▶ **Supplied data**:

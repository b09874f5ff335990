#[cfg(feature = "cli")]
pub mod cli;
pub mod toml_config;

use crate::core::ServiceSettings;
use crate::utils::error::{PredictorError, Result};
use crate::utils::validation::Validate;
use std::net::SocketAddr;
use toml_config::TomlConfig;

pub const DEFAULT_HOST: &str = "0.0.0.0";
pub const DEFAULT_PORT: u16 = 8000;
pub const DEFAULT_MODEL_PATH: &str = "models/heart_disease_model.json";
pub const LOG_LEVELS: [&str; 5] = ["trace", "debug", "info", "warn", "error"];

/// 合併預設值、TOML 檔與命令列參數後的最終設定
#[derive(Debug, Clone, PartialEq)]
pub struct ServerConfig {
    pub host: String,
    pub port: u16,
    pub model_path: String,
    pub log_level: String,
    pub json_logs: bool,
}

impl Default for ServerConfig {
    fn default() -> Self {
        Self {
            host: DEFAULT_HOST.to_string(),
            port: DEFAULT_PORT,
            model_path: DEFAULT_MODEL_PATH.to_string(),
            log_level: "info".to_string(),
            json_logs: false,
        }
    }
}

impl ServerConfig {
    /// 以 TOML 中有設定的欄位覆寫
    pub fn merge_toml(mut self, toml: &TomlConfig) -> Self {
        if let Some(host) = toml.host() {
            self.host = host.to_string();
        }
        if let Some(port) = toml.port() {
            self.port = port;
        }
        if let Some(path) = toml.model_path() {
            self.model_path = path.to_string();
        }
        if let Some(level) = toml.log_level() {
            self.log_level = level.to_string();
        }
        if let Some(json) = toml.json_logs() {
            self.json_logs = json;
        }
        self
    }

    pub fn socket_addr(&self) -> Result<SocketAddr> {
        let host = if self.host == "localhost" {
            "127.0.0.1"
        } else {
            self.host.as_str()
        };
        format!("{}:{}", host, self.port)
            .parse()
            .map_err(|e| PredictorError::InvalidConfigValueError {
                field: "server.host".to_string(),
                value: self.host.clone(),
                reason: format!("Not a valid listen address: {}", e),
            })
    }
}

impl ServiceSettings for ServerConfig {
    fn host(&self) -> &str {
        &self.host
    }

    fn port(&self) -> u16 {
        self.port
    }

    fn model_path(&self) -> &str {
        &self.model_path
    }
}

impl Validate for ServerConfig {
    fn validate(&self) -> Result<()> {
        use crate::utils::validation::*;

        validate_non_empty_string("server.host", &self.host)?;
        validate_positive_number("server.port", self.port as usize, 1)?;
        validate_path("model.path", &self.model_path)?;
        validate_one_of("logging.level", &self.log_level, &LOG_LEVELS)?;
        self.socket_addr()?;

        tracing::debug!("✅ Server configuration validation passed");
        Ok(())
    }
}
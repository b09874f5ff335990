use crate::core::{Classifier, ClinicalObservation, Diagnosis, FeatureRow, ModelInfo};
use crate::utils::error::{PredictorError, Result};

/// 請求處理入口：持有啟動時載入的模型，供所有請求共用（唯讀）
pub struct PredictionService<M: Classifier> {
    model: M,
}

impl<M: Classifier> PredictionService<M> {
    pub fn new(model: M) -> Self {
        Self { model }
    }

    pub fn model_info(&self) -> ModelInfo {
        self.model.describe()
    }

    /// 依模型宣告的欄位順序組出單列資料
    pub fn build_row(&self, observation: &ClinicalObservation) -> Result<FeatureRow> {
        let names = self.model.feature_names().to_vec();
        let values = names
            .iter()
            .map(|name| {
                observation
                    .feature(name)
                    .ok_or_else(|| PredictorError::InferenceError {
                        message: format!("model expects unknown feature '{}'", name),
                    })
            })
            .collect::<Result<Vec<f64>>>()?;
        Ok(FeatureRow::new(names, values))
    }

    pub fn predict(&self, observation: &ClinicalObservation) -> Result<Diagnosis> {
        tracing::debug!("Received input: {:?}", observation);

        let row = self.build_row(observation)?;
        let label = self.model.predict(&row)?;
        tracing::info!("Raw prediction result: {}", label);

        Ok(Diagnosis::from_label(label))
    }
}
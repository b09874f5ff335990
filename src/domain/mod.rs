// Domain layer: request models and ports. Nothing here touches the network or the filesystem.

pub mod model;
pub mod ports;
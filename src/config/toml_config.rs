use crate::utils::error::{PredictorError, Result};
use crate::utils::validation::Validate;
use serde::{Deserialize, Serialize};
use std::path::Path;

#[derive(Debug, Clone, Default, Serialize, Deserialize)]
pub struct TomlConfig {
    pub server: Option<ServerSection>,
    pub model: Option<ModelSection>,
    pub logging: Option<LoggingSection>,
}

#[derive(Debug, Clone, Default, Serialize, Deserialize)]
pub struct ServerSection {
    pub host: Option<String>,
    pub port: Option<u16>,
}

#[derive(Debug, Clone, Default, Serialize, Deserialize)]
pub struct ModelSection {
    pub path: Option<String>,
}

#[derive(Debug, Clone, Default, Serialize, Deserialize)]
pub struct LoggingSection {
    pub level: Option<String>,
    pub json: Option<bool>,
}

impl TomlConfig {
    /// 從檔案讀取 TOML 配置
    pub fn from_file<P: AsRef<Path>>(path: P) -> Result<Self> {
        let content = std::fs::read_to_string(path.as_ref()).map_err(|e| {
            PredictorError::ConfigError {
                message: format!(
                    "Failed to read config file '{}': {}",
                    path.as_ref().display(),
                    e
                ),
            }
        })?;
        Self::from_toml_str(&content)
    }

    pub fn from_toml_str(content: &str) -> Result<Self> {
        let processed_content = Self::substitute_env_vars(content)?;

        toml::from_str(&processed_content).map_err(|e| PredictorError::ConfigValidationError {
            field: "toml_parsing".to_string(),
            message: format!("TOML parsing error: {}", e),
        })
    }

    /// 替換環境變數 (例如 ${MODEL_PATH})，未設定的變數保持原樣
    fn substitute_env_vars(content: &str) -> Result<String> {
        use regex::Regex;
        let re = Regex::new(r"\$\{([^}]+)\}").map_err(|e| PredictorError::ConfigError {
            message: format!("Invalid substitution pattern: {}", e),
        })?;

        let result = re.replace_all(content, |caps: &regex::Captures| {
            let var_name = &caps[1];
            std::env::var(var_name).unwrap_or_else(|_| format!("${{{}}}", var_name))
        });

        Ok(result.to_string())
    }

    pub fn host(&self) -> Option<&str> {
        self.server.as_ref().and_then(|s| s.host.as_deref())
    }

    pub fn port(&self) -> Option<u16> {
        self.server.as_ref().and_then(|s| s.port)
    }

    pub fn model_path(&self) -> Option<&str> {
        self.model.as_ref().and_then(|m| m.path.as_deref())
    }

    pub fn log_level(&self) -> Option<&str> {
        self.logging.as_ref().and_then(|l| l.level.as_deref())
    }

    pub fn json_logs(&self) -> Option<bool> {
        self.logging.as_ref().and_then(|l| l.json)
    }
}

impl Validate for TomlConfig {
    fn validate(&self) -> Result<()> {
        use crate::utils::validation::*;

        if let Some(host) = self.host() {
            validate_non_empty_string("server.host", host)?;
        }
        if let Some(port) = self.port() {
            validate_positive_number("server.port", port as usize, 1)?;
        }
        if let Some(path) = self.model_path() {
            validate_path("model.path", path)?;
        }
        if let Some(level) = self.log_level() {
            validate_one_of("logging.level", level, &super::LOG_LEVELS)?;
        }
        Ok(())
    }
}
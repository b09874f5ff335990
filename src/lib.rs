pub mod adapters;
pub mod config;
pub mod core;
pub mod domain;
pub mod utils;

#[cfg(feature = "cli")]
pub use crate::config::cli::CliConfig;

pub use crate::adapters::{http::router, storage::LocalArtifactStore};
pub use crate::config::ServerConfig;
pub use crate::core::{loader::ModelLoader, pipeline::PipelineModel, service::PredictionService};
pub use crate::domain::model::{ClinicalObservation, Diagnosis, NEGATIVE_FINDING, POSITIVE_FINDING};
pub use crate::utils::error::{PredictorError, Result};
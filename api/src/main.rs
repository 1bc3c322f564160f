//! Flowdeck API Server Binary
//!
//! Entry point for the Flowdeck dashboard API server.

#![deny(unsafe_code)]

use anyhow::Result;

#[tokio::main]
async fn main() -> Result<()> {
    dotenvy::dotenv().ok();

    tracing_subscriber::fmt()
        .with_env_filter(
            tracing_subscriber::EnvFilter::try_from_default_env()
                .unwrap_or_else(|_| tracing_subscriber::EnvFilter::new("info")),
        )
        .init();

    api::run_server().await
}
...
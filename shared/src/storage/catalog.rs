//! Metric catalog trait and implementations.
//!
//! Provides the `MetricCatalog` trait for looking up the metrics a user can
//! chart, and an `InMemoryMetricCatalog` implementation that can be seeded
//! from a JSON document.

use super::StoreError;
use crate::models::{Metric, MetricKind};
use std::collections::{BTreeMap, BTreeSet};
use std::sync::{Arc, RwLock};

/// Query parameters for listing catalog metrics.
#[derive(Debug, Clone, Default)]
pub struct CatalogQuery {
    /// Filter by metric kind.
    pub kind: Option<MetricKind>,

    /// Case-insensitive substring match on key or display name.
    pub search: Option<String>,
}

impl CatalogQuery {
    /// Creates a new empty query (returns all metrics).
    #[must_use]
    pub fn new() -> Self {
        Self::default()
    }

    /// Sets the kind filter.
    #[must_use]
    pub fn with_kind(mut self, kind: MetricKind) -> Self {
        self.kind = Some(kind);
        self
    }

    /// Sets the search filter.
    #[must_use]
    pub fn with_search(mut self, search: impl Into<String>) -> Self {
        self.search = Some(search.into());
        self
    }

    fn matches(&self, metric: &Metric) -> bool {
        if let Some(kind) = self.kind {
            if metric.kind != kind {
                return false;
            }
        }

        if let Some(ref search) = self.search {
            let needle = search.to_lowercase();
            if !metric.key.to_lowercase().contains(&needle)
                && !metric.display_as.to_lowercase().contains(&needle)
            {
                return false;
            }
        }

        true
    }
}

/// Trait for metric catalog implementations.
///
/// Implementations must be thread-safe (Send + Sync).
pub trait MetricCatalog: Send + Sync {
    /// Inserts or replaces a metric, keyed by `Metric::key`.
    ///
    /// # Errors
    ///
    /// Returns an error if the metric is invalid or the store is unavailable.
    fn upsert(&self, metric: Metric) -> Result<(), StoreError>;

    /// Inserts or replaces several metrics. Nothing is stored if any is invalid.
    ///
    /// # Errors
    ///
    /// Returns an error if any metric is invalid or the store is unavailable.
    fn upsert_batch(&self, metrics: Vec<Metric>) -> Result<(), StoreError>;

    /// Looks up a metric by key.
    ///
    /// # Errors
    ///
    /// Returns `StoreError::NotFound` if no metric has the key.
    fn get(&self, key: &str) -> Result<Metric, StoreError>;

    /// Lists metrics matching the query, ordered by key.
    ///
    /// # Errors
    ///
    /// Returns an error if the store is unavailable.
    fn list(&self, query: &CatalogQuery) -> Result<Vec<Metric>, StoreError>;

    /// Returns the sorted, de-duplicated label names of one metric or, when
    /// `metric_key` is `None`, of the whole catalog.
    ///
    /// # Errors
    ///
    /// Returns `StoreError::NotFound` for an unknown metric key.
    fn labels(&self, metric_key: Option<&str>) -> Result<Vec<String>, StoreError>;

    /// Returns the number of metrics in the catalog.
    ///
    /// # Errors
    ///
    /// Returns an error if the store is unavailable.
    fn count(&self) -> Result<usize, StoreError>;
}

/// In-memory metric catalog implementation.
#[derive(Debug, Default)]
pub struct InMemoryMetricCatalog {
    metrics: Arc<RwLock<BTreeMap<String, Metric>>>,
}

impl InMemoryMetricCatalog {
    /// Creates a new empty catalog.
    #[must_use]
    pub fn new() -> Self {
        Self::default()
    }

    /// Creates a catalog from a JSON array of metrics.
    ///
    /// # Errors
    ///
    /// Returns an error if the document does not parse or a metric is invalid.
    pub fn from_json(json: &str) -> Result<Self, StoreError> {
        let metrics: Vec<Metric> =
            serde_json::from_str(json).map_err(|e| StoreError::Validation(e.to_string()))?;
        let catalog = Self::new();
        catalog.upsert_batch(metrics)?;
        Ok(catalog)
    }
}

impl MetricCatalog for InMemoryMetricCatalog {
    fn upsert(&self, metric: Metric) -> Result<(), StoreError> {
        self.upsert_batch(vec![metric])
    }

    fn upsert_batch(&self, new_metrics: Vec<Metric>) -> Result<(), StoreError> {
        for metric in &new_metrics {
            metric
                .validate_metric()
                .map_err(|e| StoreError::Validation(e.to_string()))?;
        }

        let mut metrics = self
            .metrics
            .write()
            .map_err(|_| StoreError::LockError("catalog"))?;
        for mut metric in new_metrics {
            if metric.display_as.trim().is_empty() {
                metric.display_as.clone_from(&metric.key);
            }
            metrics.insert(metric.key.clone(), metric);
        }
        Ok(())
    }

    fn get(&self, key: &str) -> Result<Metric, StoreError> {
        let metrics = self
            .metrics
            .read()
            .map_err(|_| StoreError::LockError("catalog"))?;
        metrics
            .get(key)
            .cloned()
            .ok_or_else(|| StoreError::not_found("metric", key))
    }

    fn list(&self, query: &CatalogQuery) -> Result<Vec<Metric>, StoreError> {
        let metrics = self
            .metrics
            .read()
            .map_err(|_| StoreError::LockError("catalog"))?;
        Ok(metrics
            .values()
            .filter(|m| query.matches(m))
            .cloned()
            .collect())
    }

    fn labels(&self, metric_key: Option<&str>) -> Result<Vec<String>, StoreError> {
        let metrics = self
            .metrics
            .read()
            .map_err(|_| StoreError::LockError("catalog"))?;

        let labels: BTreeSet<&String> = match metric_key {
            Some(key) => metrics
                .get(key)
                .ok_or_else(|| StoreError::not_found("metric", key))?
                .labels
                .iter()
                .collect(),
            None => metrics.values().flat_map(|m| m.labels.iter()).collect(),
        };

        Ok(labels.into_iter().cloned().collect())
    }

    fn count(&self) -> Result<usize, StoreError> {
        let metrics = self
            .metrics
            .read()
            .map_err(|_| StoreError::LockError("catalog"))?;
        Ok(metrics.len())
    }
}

▶ **Task item**: Search the data above for lines holding "None" and copy each of them.

▶ **Response to this exercise**:
    /// `metric_key` is `None`, of the whole catalog.
            None => metrics.values().flat_map(|m| m.labels.iter()).collect(),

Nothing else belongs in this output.